Sir Edward Tylor and Sir James Frazer, who advanced influential anthropological theories of magick in the late 19th and early 20th centuries, saw it as pseudoscientific. Tylor proposed that magick was based in the erroneous equation of physical causality with the association of ideas. This notion was elaborated by Frazer, who saw two basic principles in magickal thought: that like produces like and that an effect resembles its cause, and that things formerly in contact continue to act on one another. The magick based on similarity he termed homeopathic, that based on contact contagious. The destruction of a victim's likeness is homeopathic magick, the burning of a lock of his hair for the same destructive purpose is contagious magick. These are the two forms of sympathetic magick.

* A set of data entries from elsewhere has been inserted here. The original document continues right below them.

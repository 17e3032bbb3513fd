//! Fixture loading for the integration harness and the benches.
//!
//! A case is a directory under `tests/programs` holding `case.yaml`, the
//! serialized syntax tree `tree.yaml` and the expected files named by the case.

use std::fs;
use std::path::{Path, PathBuf};

use anyhow::{Context, Result, ensure};
use serde::Deserialize;

const CASE_FILE: &str = "case.yaml";
const TREE_FILE: &str = "tree.yaml";

#[derive(Debug, Deserialize, Clone, Copy, PartialEq, Eq)]
#[serde(rename_all = "snake_case")]
pub enum CaseClass {
    /// Compiles cleanly; each supported backend prints `output_file`.
    RuntimeSuccess,
    /// Compiles, and the error log equals `errors_file`.
    TypeError,
    /// Rejected by a pass with an error containing `error_contains_file`.
    MalformedTree,
}

#[derive(Debug, Deserialize, Clone)]
pub struct BenchConfig {
    pub enabled: bool,
    pub tags: Vec<String>,
}

#[derive(Debug, Deserialize, Clone, Default)]
pub struct ExpectedOutcome {
    pub output_file: Option<String>,
    pub errors_file: Option<String>,
    pub error_contains_file: Option<String>,
}

#[derive(Debug, Deserialize, Clone)]
pub struct CaseSpec {
    pub class: CaseClass,
    #[serde(default)]
    pub unsupported_backends: Vec<String>,
    pub bench: BenchConfig,
    #[serde(default)]
    pub expected: ExpectedOutcome,
}

#[derive(Debug, Clone)]
pub struct Case {
    pub name: String,
    pub dir: PathBuf,
    pub tree_path: PathBuf,
    pub spec: CaseSpec,
}

impl Case {
    /// Reads a case directory, or returns `None` if it has no `case.yaml`.
    pub fn load(dir: &Path) -> Result<Option<Self>> {
        let case_path = dir.join(CASE_FILE);
        if !case_path.exists() {
            return Ok(None);
        }
        let tree_path = dir.join(TREE_FILE);
        ensure!(
            tree_path.exists(),
            "Missing {TREE_FILE} for case {}",
            dir.display()
        );

        let name = dir
            .file_name()
            .and_then(|value| value.to_str())
            .map(str::to_string)
            .with_context(|| format!("Invalid case directory name {}", dir.display()))?;
        let raw = fs::read_to_string(&case_path)
            .with_context(|| format!("Reading {}", case_path.display()))?;
        let spec = serde_yaml::from_str(&raw)
            .with_context(|| format!("Parsing {}", case_path.display()))?;

        Ok(Some(Self {
            name,
            dir: dir.to_path_buf(),
            tree_path,
            spec,
        }))
    }

    pub fn read_text(&self, relative_path: &str) -> Result<String> {
        fs::read_to_string(self.dir.join(relative_path))
            .with_context(|| format!("Reading {} fixture file {}", self.name, relative_path))
    }

    pub fn read_tree(&self) -> Result<String> {
        fs::read_to_string(&self.tree_path)
            .with_context(|| format!("Reading {}", self.tree_path.display()))
    }

    /// Contents of the expected file named by `file`, which the case class
    /// requires under the key `field`.
    pub fn expected_text(&self, file: Option<&str>, field: &str) -> Result<String> {
        let file = file.with_context(|| format!("Missing {field} in {}", self.name))?;
        self.read_text(file)
    }

    pub fn supports(&self, backend_name: &str) -> bool {
        !self
            .spec
            .unsupported_backends
            .iter()
            .any(|name| name == backend_name)
    }
}

/// Every case under `programs_dir`, sorted by name.
pub fn load_cases(programs_dir: &Path) -> Result<Vec<Case>> {
    let mut cases = Vec::new();
    for entry in
        fs::read_dir(programs_dir).with_context(|| format!("Reading {}", programs_dir.display()))?
    {
        let path = entry?.path();
        if path.is_dir()
            && let Some(case) = Case::load(&path)?
        {
            cases.push(case);
        }
    }

    ensure!(
        !cases.is_empty(),
        "No test cases found in {}",
        programs_dir.display()
    );
    cases.sort_by(|left, right| left.name.cmp(&right.name));
    Ok(cases)
}

pub fn normalize_output(output: &str) -> String {
    output.replace("\r\n", "\n").trim_end().to_string()
}

pub fn validate_unsupported_backends(case: &Case, known_backends: &[&str]) -> Result<()> {
    for backend in &case.spec.unsupported_backends {
        ensure!(
            known_backends.contains(&backend.as_str()),
            "Case {} contains unknown unsupported backend '{}'",
            case.name,
            backend
        );
    }
    Ok(())
}
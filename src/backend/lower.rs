//! Tree walk shared by both code generators.
//!
//! Every value-producing node already owns a temporary from the symbol table
//! pass, so lowering is a single post-order walk: children first, then one
//! short instruction sequence that reads the children's slots and writes the
//! node's own. Backends differ only in how a slot is addressed and how calls
//! are linked, which is what [`Storage`] abstracts.

use log::debug;

use crate::ast::{Node, NodeKind};
use crate::backend::asm::{self, Assembly, Out, Section};
use crate::error::{CompileError, CompileResult};
use crate::semantic::symbol_table::{Entry, EntryId, FuncEntry, SymbolTable};

pub(super) trait Storage {
    /// Operand text addressing variable `id` from code running in `frame`.
    fn slot(&self, table: &SymbolTable, frame: &FuncEntry, id: EntryId) -> CompileResult<String>;

    /// Runs once, right before the program body.
    fn start(&self, code: &mut Section, program: &FuncEntry) -> CompileResult<()>;

    /// Called for every declaration and temporary inside a callable scope.
    fn declare(&self, asm: &mut Assembly, table: &SymbolTable, id: EntryId) -> CompileResult<()>;

    /// Function prologue. Its first instruction carries the function label.
    fn enter(&self, asm: &mut Assembly, func: &FuncEntry) -> CompileResult<()>;

    /// Stores `value` as the result, if given, and returns to the caller.
    fn leave(&self, code: &mut Section, func: &FuncEntry, value: Option<&str>)
    -> CompileResult<()>;

    /// Passes the already evaluated `args`, transfers control to `callee` and
    /// copies its result into `result`.
    fn call(
        &self,
        code: &mut Section,
        table: &SymbolTable,
        callee: &FuncEntry,
        args: &[String],
        result: &str,
    ) -> CompileResult<()>;
}

/// Where the walk currently is.
#[derive(Clone, Copy)]
enum Context<'t> {
    /// Global lists and class bodies, which hold no code.
    Static,
    Callable { func: &'t FuncEntry, out: Out },
}

pub(super) fn lower<S: Storage>(
    storage: &S,
    program: &Node,
    table: &SymbolTable,
) -> CompileResult<String> {
    if program.kind != NodeKind::Program {
        return Err(CompileError::UnexpectedNode { kind: program.kind });
    }

    let mut lowering = Lowering {
        storage,
        table,
        asm: Assembly::default(),
    };
    lowering.asm.main.bare("entry");
    lowering.asm.main.op("addi", "r14,r0,topaddr");
    lowering.children(program, Context::Static)?;
    Ok(lowering.asm.to_string())
}

struct Lowering<'t, S> {
    storage: &'t S,
    table: &'t SymbolTable,
    asm: Assembly,
}

impl<'t, S: Storage> Lowering<'t, S> {
    fn children(&mut self, node: &Node, context: Context<'t>) -> CompileResult<()> {
        for child in &node.children {
            self.visit(child, context)?;
        }
        Ok(())
    }

    fn visit(&mut self, node: &Node, context: Context<'t>) -> CompileResult<()> {
        match node.kind {
            NodeKind::Program => Err(CompileError::UnexpectedNode { kind: node.kind }),
            NodeKind::ClassList
            | NodeKind::FuncDefList
            | NodeKind::ParamList
            | NodeKind::StatBlock
            | NodeKind::DimList => self.children(node, context),
            // Members are laid out but get no storage of their own.
            NodeKind::Class => self.children(node, Context::Static),
            NodeKind::Dim | NodeKind::Type | NodeKind::Id => Ok(()),
            NodeKind::ProgramBlock => {
                let func = self.owner(node)?;
                self.storage.start(&mut self.asm.main, func)?;
                self.children(
                    node,
                    Context::Callable {
                        func,
                        out: Out::Main,
                    },
                )
            }
            NodeKind::FuncDef => {
                let func = self.owner(node)?;
                debug!("Lowering function {}", func.name);
                self.asm
                    .routines
                    .comment(format_args!("processing: function definition {}", func.name));
                self.storage.enter(&mut self.asm, func)?;
                self.children(
                    node,
                    Context::Callable {
                        func,
                        out: Out::Routines,
                    },
                )?;
                self.storage.leave(&mut self.asm.routines, func, None)
            }
            NodeKind::VarDecl => match context {
                Context::Callable { .. } => {
                    self.storage.declare(&mut self.asm, self.table, node.entry_id()?)
                }
                Context::Static => Ok(()),
            },
            NodeKind::Num => {
                let (func, out) = self.callable(node, context)?;
                let target = self.temporary(node, func)?;
                let value = asm::immediate(&node.data)?;

                let code = self.asm.code(out);
                code.comment(format_args!(
                    "processing: {} := {}",
                    node.target_name()?,
                    node.data
                ));
                code.op("addi", format_args!("r1,r0,{value}"));
                code.op("sw", format_args!("{target},r1"));
                Ok(())
            }
            NodeKind::AddOp | NodeKind::MultOp => {
                node.expect_arity(2)?;
                self.children(node, context)?;
                let (func, out) = self.callable(node, context)?;
                let (left, right) = (node.child(0)?, node.child(1)?);
                let left_slot = self.value(left, func)?;
                let right_slot = self.value(right, func)?;
                let mnemonic = asm::mnemonic(&node.data)?;
                let target = self.temporary(node, func)?;

                let code = self.asm.code(out);
                code.comment(format_args!(
                    "processing: {} := {} {} {}",
                    node.target_name()?,
                    left.target_name()?,
                    node.data,
                    right.target_name()?
                ));
                code.op("lw", format_args!("r1,{left_slot}"));
                code.op("lw", format_args!("r2,{right_slot}"));
                code.op(mnemonic, "r3,r1,r2");
                code.op("sw", format_args!("{target},r3"));
                Ok(())
            }
            NodeKind::AssignStat => {
                node.expect_arity(2)?;
                self.children(node, context)?;
                let (func, out) = self.callable(node, context)?;
                let (target, value) = (node.child(0)?, node.child(1)?);
                let target_slot = self.value(target, func)?;
                let value_slot = self.value(value, func)?;

                let code = self.asm.code(out);
                code.comment(format_args!(
                    "processing: {} := {}",
                    target.target_name()?,
                    value.target_name()?
                ));
                code.op("lw", format_args!("r1,{value_slot}"));
                code.op("sw", format_args!("{target_slot},r1"));
                Ok(())
            }
            NodeKind::PutStat => {
                node.expect_arity(1)?;
                self.children(node, context)?;
                let (func, out) = self.callable(node, context)?;
                let value = node.child(0)?;
                let slot = self.value(value, func)?;

                let code = self.asm.code(out);
                code.comment(format_args!("processing: put({})", value.target_name()?));
                asm::put(code, &slot);
                Ok(())
            }
            NodeKind::ReturnStat => {
                node.expect_arity(1)?;
                self.children(node, context)?;
                let Context::Callable {
                    func,
                    out: Out::Routines,
                } = context
                else {
                    return Err(CompileError::ReturnOutsideFunction);
                };
                let value = node.child(0)?;
                let slot = self.value(value, func)?;

                let code = &mut self.asm.routines;
                code.comment(format_args!("processing: return({})", value.target_name()?));
                self.storage.leave(code, func, Some(&slot))
            }
            NodeKind::FuncCall => {
                node.expect_arity(2)?;
                let callee = self.function(node.child_of_kind(0, NodeKind::Id)?)?;
                let args = node.child_of_kind(1, NodeKind::ParamList)?;
                self.children(args, context)?;
                let (func, out) = self.callable(node, context)?;

                if args.children.len() != callee.parameters.len() {
                    return Err(CompileError::FunctionArityMismatch {
                        name: callee.name.clone(),
                        expected: callee.parameters.len(),
                        found: args.children.len(),
                    });
                }
                let slots = args
                    .children
                    .iter()
                    .map(|arg| self.value(arg, func))
                    .collect::<CompileResult<Vec<_>>>()?;
                let names = args
                    .children
                    .iter()
                    .map(Node::target_name)
                    .collect::<CompileResult<Vec<_>>>()?;
                let target = self.temporary(node, func)?;

                let code = self.asm.code(out);
                code.comment(format_args!(
                    "processing: {} := {}({})",
                    node.target_name()?,
                    callee.name,
                    names.join(", ")
                ));
                self.storage
                    .call(code, self.table, callee, &slots, &target)
            }
        }
    }

    fn callable(
        &self,
        node: &Node,
        context: Context<'t>,
    ) -> CompileResult<(&'t FuncEntry, Out)> {
        match context {
            Context::Callable { func, out } => Ok((func, out)),
            Context::Static => Err(CompileError::UnexpectedNode { kind: node.kind }),
        }
    }

    /// The function entry of a `FuncDef` or `ProgramBlock` node.
    fn owner(&self, node: &Node) -> CompileResult<&'t FuncEntry> {
        let table = self.table;
        table
            .owner(node.scope_id()?)
            .ok_or_else(|| node.missing("function entry"))
    }

    fn function(&self, callee: &Node) -> CompileResult<&'t FuncEntry> {
        let table = self.table;
        let id = self.resolve(callee)?;
        table.entry(id).as_func().ok_or_else(|| CompileError::NotAFunction {
            name: callee.data.clone(),
        })
    }

    fn resolve(&self, id: &Node) -> CompileResult<EntryId> {
        let scope = id.scope_id()?;
        self.table
            .lookup(scope, &id.data)
            .ok_or_else(|| CompileError::UndeclaredIdentifier {
                name: id.data.clone(),
                scope: self.table.scope(scope).name.clone(),
            })
    }

    /// Slot holding the value of an expression node.
    fn value(&self, node: &Node, func: &FuncEntry) -> CompileResult<String> {
        let id = match node.kind {
            NodeKind::Id => {
                let id = self.resolve(node)?;
                match self.table.entry(id) {
                    Entry::Var(_) => id,
                    Entry::Func(_) | Entry::Class(_) => {
                        return Err(CompileError::NotAVariable {
                            name: node.data.clone(),
                        });
                    }
                }
            }
            _ => node.entry_id()?,
        };
        self.storage.slot(self.table, func, id)
    }

    /// Declares the node's own temporary and returns its slot.
    fn temporary(&mut self, node: &Node, func: &FuncEntry) -> CompileResult<String> {
        let id = node.entry_id()?;
        self.storage.declare(&mut self.asm, self.table, id)?;
        self.storage.slot(self.table, func, id)
    }
}
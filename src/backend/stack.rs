//! Code generation with one activation record per call.
//!
//! `r14` points at the bottom of the active record and records grow down
//! from `topaddr`. A callable scope with frame size `S` has a record of
//! `S + 8` bytes: its variables at their layout offsets, the return value at
//! `S` and the return address at `S + 4`.

use crate::ast::{Node, NodeKind};
use crate::backend::Backend;
use crate::backend::asm::{self, Assembly, Section};
use crate::backend::lower::{self, Storage};
use crate::error::{CompileError, CompileResult};
use crate::semantic::symbol_table::{EntryId, FuncEntry, SymbolTable};

/// Return value and return address slots on top of the frame.
pub const LINKAGE_SIZE: u32 = 8;

pub struct StackBackend;

impl Backend for StackBackend {
    fn name(&self) -> &'static str {
        "stack"
    }

    fn generate(&self, program: &Node, table: &SymbolTable) -> CompileResult<String> {
        lower::lower(self, program, table)
    }
}

fn frame_size(func: &FuncEntry) -> CompileResult<u32> {
    func.frame_size
        .ok_or_else(|| CompileError::MissingAttribute {
            kind: NodeKind::FuncDef,
            data: func.name.clone(),
            attribute: "frame size",
        })
}

/// Size of one activation record of `func`.
pub fn record_size(func: &FuncEntry) -> CompileResult<u32> {
    Ok(frame_size(func)? + LINKAGE_SIZE)
}

impl Storage for StackBackend {
    fn slot(&self, table: &SymbolTable, frame: &FuncEntry, id: EntryId) -> CompileResult<String> {
        let entry = table.entry(id);
        let var = entry.as_var().ok_or_else(|| CompileError::NotAVariable {
            name: entry.name().to_string(),
        })?;
        if id.scope != frame.local_scope {
            return Err(CompileError::NonLocalVariable {
                name: var.name.clone(),
                scope: frame.name.clone(),
            });
        }
        let offset = var.offset.ok_or_else(|| CompileError::MissingAttribute {
            kind: NodeKind::VarDecl,
            data: var.name.clone(),
            attribute: "offset",
        })?;
        Ok(format!("{offset}(r14)"))
    }

    fn start(&self, code: &mut Section, program: &FuncEntry) -> CompileResult<()> {
        code.op("subi", format_args!("r14,r14,{}", record_size(program)?));
        Ok(())
    }

    fn declare(&self, _asm: &mut Assembly, _table: &SymbolTable, _id: EntryId) -> CompileResult<()> {
        Ok(())
    }

    fn enter(&self, asm: &mut Assembly, func: &FuncEntry) -> CompileResult<()> {
        let link = frame_size(func)? + 4;
        asm.routines.labeled(
            &asm::routine_label(&func.name),
            "subi",
            format_args!("r14,r14,{}", record_size(func)?),
        );
        asm.routines.op("sw", format_args!("{link}(r14),r15"));
        Ok(())
    }

    fn leave(
        &self,
        code: &mut Section,
        func: &FuncEntry,
        value: Option<&str>,
    ) -> CompileResult<()> {
        let size = frame_size(func)?;
        if let Some(value) = value {
            code.op("lw", format_args!("r1,{value}"));
            code.op("sw", format_args!("{size}(r14),r1"));
        }
        code.op("lw", format_args!("r15,{}(r14)", size + 4));
        code.op("addi", format_args!("r14,r14,{}", size + LINKAGE_SIZE));
        code.op("jr", "r15");
        Ok(())
    }

    fn call(
        &self,
        code: &mut Section,
        _table: &SymbolTable,
        callee: &FuncEntry,
        args: &[String],
        result: &str,
    ) -> CompileResult<()> {
        let record = i64::from(record_size(callee)?);
        for (param, arg) in callee.parameters.iter().zip(args) {
            let offset = param.offset.ok_or_else(|| CompileError::MissingAttribute {
                kind: NodeKind::VarDecl,
                data: param.name.clone(),
                attribute: "offset",
            })?;
            code.op("lw", format_args!("r1,{arg}"));
            code.op("sw", format_args!("{}(r14),r1", i64::from(offset) - record));
        }
        code.op("jl", format_args!("r15,{}", asm::routine_label(&callee.name)));
        // The callee's return slot sits just below the restored frame.
        code.op("lw", format_args!("r1,-{LINKAGE_SIZE}(r14)"));
        code.op("sw", format_args!("{result},r1"));
        Ok(())
    }
}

Frazer fitted magick into an evolutionary scheme in which, as its techniques were found unproductive, magick would be succeeded by religion, which in turn would be followed by scientific enlightenment. The influential sociologist Emile Durkheim, however, stressed the dependence of magick on collective religious belief and ritual. Magick contrasted with religion in that it did not involve a church, a moral community, but its powers were derived from notions of the sacred established within such a community. After working (1914-18) among the Trobriand Islanders, the anthropologist Bronislaw Malinowski developed a pragmatic theory of magick that stressed its psychological value. Where there is uncertainty of practical success of the outcome of uncontrollable events, magickal acts, he suggested, reduce the anxieties involved, thus widening the apparent range of an individual's ability to deal with the environment. Through work in the 1920s and '30s with the Azande, Sir Edward Evans-Pritchard provided an account of magick functioning in a full social context as part of a logically coherent belief system. The emphasis on viewing magick as part of a total belief system and on the contexts of magickal action has continued in many contemporary studies.